Dataset entries
******
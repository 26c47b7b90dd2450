use clap::Parser;

const CMD_NAME: &str = "htcf";
const DEFAULT_ROOT: &str = ".";
const DEFAULT_WORKFLOW: &str = "htc_setup";

/// Stores our command-line args format.
#[derive(Parser, Debug)]
#[command(name = CMD_NAME, version, about = None, long_about = None)]
pub struct Args {
    /// Root directory holding one folder per material
    #[arg(short, long, value_name = "DIR", default_value = DEFAULT_ROOT)]
    #[arg(env = "HTC_FLOW_ROOT")]
    pub root: String,

    /// Workflow definition file, relative to the root dir unless absolute
    #[arg(short, long, value_name = "FILE", default_value = DEFAULT_WORKFLOW)]
    #[arg(env = "HTC_FLOW_WORKFLOW")]
    pub workflow: String,

    /// Number of cooperating workers
    #[arg(short = 'j', long, value_name = "N", default_value_t = 1)]
    pub workers: usize,

    /// Maximum number of jobs in the queue at once
    #[arg(long, value_name = "N", default_value_t = 50)]
    pub max_running: usize,

    /// Maximum number of prepared jobs waiting for submission
    #[arg(long, value_name = "N", default_value_t = 100)]
    pub max_ready: usize,

    /// Seconds to sleep between cycles
    #[arg(long, value_name = "SECS", default_value_t = 60)]
    pub interval: u64,

    /// Stop after this many consecutive cycles without any status change
    #[arg(long, value_name = "N", default_value_t = 1000)]
    pub stagnation_limit: usize,

    /// Consecutive queue listings a running job may be missing from before it's declared lost
    #[arg(long, value_name = "N", default_value_t = 3)]
    pub queue_miss_limit: u32,

    /// Retries for failed queue commands
    #[arg(long, value_name = "N", default_value_t = 3)]
    pub command_retries: usize,

    /// Run exactly one cycle
    #[arg(long)]
    pub once: bool,

    /// Scan the job tree, write the status file and exit
    #[arg(long)]
    pub status_only: bool,

    /// Dry run; scan and report but don't modify anything
    #[arg(short = 'n', long)]
    pub dry_run: bool,

    /// Print additional info (repeat for more)
    #[arg(short, long, action = clap::ArgAction::Count)]
    pub verbose: u8,
}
******
# PROMPT
Starting with the line that contains "file and exit", return every line through the last one of the records, exactly as written.

# COMPLETED EXERCISE
    /// Scan the job tree, write the status file and exit
    #[arg(long)]
    pub status_only: bool,

    /// Dry run; scan and report but don't modify anything
    #[arg(short = 'n', long)]
    pub dry_run: bool,

    /// Print additional info (repeat for more)
    #[arg(short, long, action = clap::ArgAction::Count)]
    pub verbose: u8,
}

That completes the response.